‘It is solved by walking’ (‘solvitur ambulando’ in the original Latin). It’s one of my favourite phrases. I’m lucky enough to live near the North York Moors, and I walk the bleak and beautiful hills all year round. It is in walking that I’ve thrashed out whatever life has thrown at me, and it is in ‘walking through’ and ‘keeping walking’, ever onwards towards the next horizon (however foggy!) that I have come to leave NHS England, and full-time public-sector employment, to become a freelancer.
Leaving the NHS after 15 years (10 of those at NHS England) has felt like a huge leap into the unknown, but also like coming up for air.

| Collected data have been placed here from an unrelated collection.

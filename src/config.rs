//! Conference day layout.
//!
//! The layout fixes when the day starts, when lunch runs, and the window in
//! which the closing networking event may start. Session capacities and the
//! longest admissible talk are derived from it.
//!
//! # Time Model
//! Layout bounds are whole hours on a 24-hour clock. Everything derived
//! from them is in minutes. Talk times are relative to their session start;
//! day-clock minutes are relative to midnight.

use serde::Serialize;

use crate::error::LayoutError;
use crate::models::SessionKind;

/// Default day start (09:00).
pub const DAY_START_HOUR: u32 = 9;
/// Default lunch start (12:00).
pub const LUNCH_START_HOUR: u32 = 12;
/// Default lunch end (13:00).
pub const LUNCH_END_HOUR: u32 = 13;
/// Earliest networking event start (16:00).
pub const NETWORKING_START_HOUR_MIN: u32 = 16;
/// Latest networking event start (17:00).
pub const NETWORKING_START_HOUR_MAX: u32 = 17;

/// Immutable day layout shared by a schedule and all of its sessions.
///
/// Built once (usually via [`Default`]) and passed explicitly into
/// [`Schedule::new`](crate::models::Schedule::new),
/// [`Track::new`](crate::models::Track::new) and
/// [`Session::new`](crate::models::Session::new).
#[derive(Debug, Clone, Copy, PartialEq, Eq, Serialize)]
pub struct DayLayout {
    day_start_hour: u32,
    lunch_start_hour: u32,
    lunch_end_hour: u32,
    networking_start_hour_min: u32,
    networking_start_hour_max: u32,
}

impl DayLayout {
    /// Creates a layout, checking that the hours are in day order.
    ///
    /// Requires `day_start < lunch_start <= lunch_end < networking_min
    /// <= networking_max <= 24`.
    pub fn new(
        day_start_hour: u32,
        lunch_start_hour: u32,
        lunch_end_hour: u32,
        networking_start_hour_min: u32,
        networking_start_hour_max: u32,
    ) -> Result<Self, LayoutError> {
        if networking_start_hour_max > 24 {
            return Err(LayoutError::HourOutOfRange {
                hour: networking_start_hour_max,
            });
        }
        let ordered = day_start_hour < lunch_start_hour
            && lunch_start_hour <= lunch_end_hour
            && lunch_end_hour < networking_start_hour_min
            && networking_start_hour_min <= networking_start_hour_max;
        if !ordered {
            return Err(LayoutError::OutOfOrder {
                day_start: day_start_hour,
                lunch_start: lunch_start_hour,
                lunch_end: lunch_end_hour,
                networking_min: networking_start_hour_min,
                networking_max: networking_start_hour_max,
            });
        }
        Ok(Self {
            day_start_hour,
            lunch_start_hour,
            lunch_end_hour,
            networking_start_hour_min,
            networking_start_hour_max,
        })
    }

    /// Hour the morning session starts.
    #[inline]
    pub fn day_start_hour(&self) -> u32 {
        self.day_start_hour
    }

    /// Hour lunch starts (end of the morning session).
    #[inline]
    pub fn lunch_start_hour(&self) -> u32 {
        self.lunch_start_hour
    }

    /// Hour lunch ends (start of the afternoon session).
    #[inline]
    pub fn lunch_end_hour(&self) -> u32 {
        self.lunch_end_hour
    }

    /// Hours available before lunch.
    #[inline]
    pub fn hours_before_lunch(&self) -> u32 {
        self.lunch_start_hour - self.day_start_hour
    }

    /// Hours available after lunch, up to the latest networking start.
    #[inline]
    pub fn hours_after_lunch(&self) -> u32 {
        self.networking_start_hour_max - self.lunch_end_hour
    }

    /// Morning session capacity (minutes).
    #[inline]
    pub fn morning_capacity(&self) -> u32 {
        self.hours_before_lunch() * 60
    }

    /// Afternoon session capacity (minutes).
    #[inline]
    pub fn afternoon_capacity(&self) -> u32 {
        self.hours_after_lunch() * 60
    }

    /// Capacity of one full track (minutes).
    #[inline]
    pub fn track_capacity(&self) -> u32 {
        self.morning_capacity() + self.afternoon_capacity()
    }

    /// Longest admissible talk: it must fit into either session.
    #[inline]
    pub fn max_talk_duration(&self) -> u32 {
        60 * self.hours_before_lunch().min(self.hours_after_lunch())
    }

    /// Capacity of the given session kind (minutes).
    pub fn capacity(&self, kind: SessionKind) -> u32 {
        match kind {
            SessionKind::Morning => self.morning_capacity(),
            SessionKind::Afternoon => self.afternoon_capacity(),
        }
    }

    /// Day-clock hour at which the given session kind starts.
    pub fn session_start_hour(&self, kind: SessionKind) -> u32 {
        match kind {
            SessionKind::Morning => self.day_start_hour,
            SessionKind::Afternoon => self.lunch_end_hour,
        }
    }

    /// Permitted networking start range as day-clock minutes `(earliest, latest)`.
    pub fn networking_window(&self) -> (u32, u32) {
        (
            self.networking_start_hour_min * 60,
            self.networking_start_hour_max * 60,
        )
    }
}

impl Default for DayLayout {
    fn default() -> Self {
        Self {
            day_start_hour: DAY_START_HOUR,
            lunch_start_hour: LUNCH_START_HOUR,
            lunch_end_hour: LUNCH_END_HOUR,
            networking_start_hour_min: NETWORKING_START_HOUR_MIN,
            networking_start_hour_max: NETWORKING_START_HOUR_MAX,
        }
    }
}
// SPDX-License-Identifier: MIT

use super::*;

#[test]
fn task_event_carries_task_and_trace_id() {
    let task_id = TaskId::new();
    let trace_id = TraceId::new();
    let event = Event::TaskRunning { task_id, trace_id };
    assert_eq!(event.task_id(), Some(task_id));
    assert_eq!(event.trace_id(), Some(trace_id));
    assert_eq!(event.name(), "task:running");
}

#[test]
fn trace_event_has_no_task_id() {
    let trace_id = TraceId::new();
    let group_id = GroupId::new();
    let event = Event::TraceCompleted { trace_id, group_id };
    assert_eq!(event.task_id(), None);
    assert_eq!(event.trace_id(), Some(trace_id));
    assert_eq!(event.name(), "trace:completed");
}

#[test]
fn job_event_has_no_trace_id() {
    let task_id = TaskId::new();
    let event = Event::JobAdded { task_id, job_name: "rca-job-1".into() };
    assert_eq!(event.task_id(), Some(task_id));
    assert_eq!(event.trace_id(), None);
    assert_eq!(event.name(), "job:added");
}

#[test]
fn custom_variant_has_no_ids() {
    let event = Event::Custom;
    assert_eq!(event.task_id(), None);
    assert_eq!(event.trace_id(), None);
    assert_eq!(event.name(), "custom");
}

#[test]
fn unknown_type_tag_deserializes_to_custom() {
    let json = serde_json::json!({"type": "some_future_event", "foo": "bar"});
    let event: Event = serde_json::from_value(json).unwrap();
    assert_eq!(event, Event::Custom);
}

#[test]
fn known_event_round_trips_through_json() {
    let task_id = TaskId::new();
    let trace_id = TraceId::new();
    let event = Event::TaskCompleted { task_id, trace_id };
    let json = serde_json::to_value(&event).unwrap();
    assert_eq!(json["type"], "task:completed");
    let back: Event = serde_json::from_value(json).unwrap();
    assert_eq!(back, event);
}
// SPDX-License-Identifier: MIT

//! RUN_ALGORITHM executor (spec.md §4.5): admits on the EXECUTE token
//! category and creates the job that runs one algorithm (detector or
//! user-submitted) against a built datapack.

use std::time::Duration;

use async_trait::async_trait;
use rcab_adapters::spec::base_env;
use rcab_adapters::{mandatory_annotations, mandatory_labels, JobAdapter, JobSpec};
use rcab_arbiter::Category;
use rcab_core::task::payload;
use rcab_core::{Clock, Event, Task};

use super::arbitration::acquire_token_or_reschedule;
use super::fields;
use crate::context::TaskContext;
use crate::error::ExecutorError;
use crate::executor::{ExecOutcome, Executor};

pub struct RunAlgorithmExecutor;

#[async_trait]
impl<A: JobAdapter, C: Clock> Executor<A, C> for RunAlgorithmExecutor {
    async fn execute(
        &self,
        ctx: &TaskContext<A, C>,
        task: &Task,
    ) -> Result<ExecOutcome, ExecutorError> {
        let namespace = payload::string(&task.payload, fields::NAMESPACE)?;
        let image = payload::string(&task.payload, fields::ALGORITHM_IMAGE)?;
        let algorithm_version_id = payload::string(&task.payload, fields::ALGORITHM_VERSION_ID)?;
        let datapack_id = payload::string(&task.payload, fields::DATAPACK_ID)?;
        let role = payload::optional_string(&task.payload, fields::ROLE)
            .unwrap_or_else(|| fields::ROLE_USER.to_string());

        let lease_ttl = Duration::from_secs(ctx.config.token_lease_ttl_secs);
        if let Some(outcome) =
            acquire_token_or_reschedule(ctx, task, Category::Execute, lease_ttl).await?
        {
            return Ok(outcome);
        }

        let record = rcab_core::ExecutionRecord::new(task.id, algorithm_version_id.clone(), datapack_id.clone());
        ctx.records.put_execution(record);

        let labels = mandatory_labels(
            task.id,
            task.trace_id,
            task.group_id,
            &task.project_id,
            &task.user_id,
            task.task_type,
        );
        let annotations = mandatory_annotations(&task.trace_carrier, &task.group_carrier);
        let now = ctx.clock.epoch_ms();
        let mut env = base_env(&ctx.config.timezone, now, &ctx.config.workspace_root.display().to_string());
        env.insert("ALGORITHM_VERSION_ID".into(), algorithm_version_id);
        env.insert("DATAPACK_ID".into(), datapack_id);
        env.insert("ROLE".into(), role);

        let spec = JobSpec { task_id: task.id, namespace, image, command: None, labels, annotations, env };
        let job_name = spec.job_name();
        ctx.adapter.create_job(spec).await?;
        ctx.bus.append(task.trace_id, Event::JobAdded { task_id: task.id, job_name }, None);

        Ok(ExecOutcome::AwaitingCallback)
    }
}

#[cfg(test)]
#[path = "run_algorithm_tests.rs"]
mod tests;
// SPDX-License-Identifier: MIT

//! Domain repositories for the records executors own outright (spec.md §3
//! "Ownership": "Executors never mutate persistent state except through
//! Task Store and the domain repositories they own"). One `parking_lot`
//! guarded map per record kind, the same shape as `TaskStore`'s
//! materialized state but keyed by the record's own identity rather than
//! folded from events.

use parking_lot::Mutex;
use rcab_core::{
    ContainerRecord, ExecutionId, ExecutionRecord, InjectionSchedule, PedestalRecord, TaskId,
};
use std::collections::HashMap;

use crate::error::StorageError;

/// Injection Schedules, Execution Records, Container Records and Pedestal
/// Records (spec.md §3, SPEC_FULL.md §3 supplements).
#[derive(Default)]
pub struct RecordStore {
    injections: Mutex<HashMap<TaskId, InjectionSchedule>>,
    executions: Mutex<HashMap<ExecutionId, ExecutionRecord>>,
    containers: Mutex<HashMap<TaskId, ContainerRecord>>,
    pedestals: Mutex<HashMap<(String, String), PedestalRecord>>,
}

impl RecordStore {
    pub fn new() -> Self {
        Self::default()
    }

    pub fn put_injection(&self, schedule: InjectionSchedule) {
        self.injections.lock().insert(schedule.task_id, schedule);
    }

    pub fn get_injection(&self, task_id: TaskId) -> Result<InjectionSchedule, StorageError> {
        self.injections.lock().get(&task_id).cloned().ok_or(StorageError::TaskNotFound(task_id))
    }

    pub fn update_injection(
        &self,
        task_id: TaskId,
        f: impl FnOnce(&mut InjectionSchedule),
    ) -> Result<InjectionSchedule, StorageError> {
        let mut injections = self.injections.lock();
        let schedule = injections.get_mut(&task_id).ok_or(StorageError::TaskNotFound(task_id))?;
        f(schedule);
        Ok(schedule.clone())
    }

    pub fn put_execution(&self, record: ExecutionRecord) {
        self.executions.lock().insert(record.id, record);
    }

    pub fn get_execution(&self, id: ExecutionId) -> Option<ExecutionRecord> {
        self.executions.lock().get(&id).cloned()
    }

    pub fn update_execution(
        &self,
        id: ExecutionId,
        f: impl FnOnce(&mut ExecutionRecord),
    ) -> Option<ExecutionRecord> {
        let mut executions = self.executions.lock();
        let record = executions.get_mut(&id)?;
        f(record);
        Some(record.clone())
    }

    /// Finds the execution record produced for `task_id` — each RUN_ALGORITHM
    /// task produces exactly one, so COLLECT_RESULT looks it up by its
    /// `parent_task_id` rather than by execution id directly.
    pub fn find_execution_by_task(&self, task_id: TaskId) -> Option<ExecutionRecord> {
        self.executions.lock().values().find(|r| r.task_id == task_id).cloned()
    }

    pub fn put_container(&self, record: ContainerRecord) {
        self.containers.lock().insert(record.task_id, record);
    }

    pub fn get_container(&self, task_id: TaskId) -> Option<ContainerRecord> {
        self.containers.lock().get(&task_id).cloned()
    }

    pub fn update_container(
        &self,
        task_id: TaskId,
        f: impl FnOnce(&mut ContainerRecord),
    ) -> Option<ContainerRecord> {
        let mut containers = self.containers.lock();
        let record = containers.get_mut(&task_id)?;
        f(record);
        Some(record.clone())
    }

    pub fn put_pedestal(&self, record: PedestalRecord) {
        self.pedestals.lock().insert((record.namespace.clone(), record.helm_release.clone()), record);
    }

    pub fn get_pedestal(&self, namespace: &str, helm_release: &str) -> Option<PedestalRecord> {
        self.pedestals.lock().get(&(namespace.to_string(), helm_release.to_string())).cloned()
    }
}

#[cfg(test)]
#[path = "records_tests.rs"]
mod tests;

Being in a national role employed by one of the biggest organisations in the world comes with huge potential and not a small amount of power. However, it also brings constraints, not just the infamous red tape, but also the less visible restrictions and personal frustrations. At its heart, my decision to leave the NHS, and to pursue a freelance future, is about choosing authenticity and integrity, and the opportunity to decide exactly where I can best focus my energies to make a positive difference.
I joined All About People a little late, once the more creative members of our foursome had already been swirling ideas around a while. In my career, I have often felt like a bit of an outsider, or an outlier, especially as an introvert working in public involvement. I’m very rarely the one with the ‘big ideas’, and despite various people’s best efforts, I cannot draw, paint, dance, or sing (and don’t get me started on role play…).
Despite over a decade as a public engagement specialist, I have often struggled to see ‘what I’m bringing to the party’. And it’s taken a couple of stints outside of NHS England to feel confident in my own skills. These months at Samaritans and at NHS Charities Together have both been about developing and then supporting the implementation of new or refreshed strategy, as part of which I used my existing skillset in new ways, and saw my contribution in a new light.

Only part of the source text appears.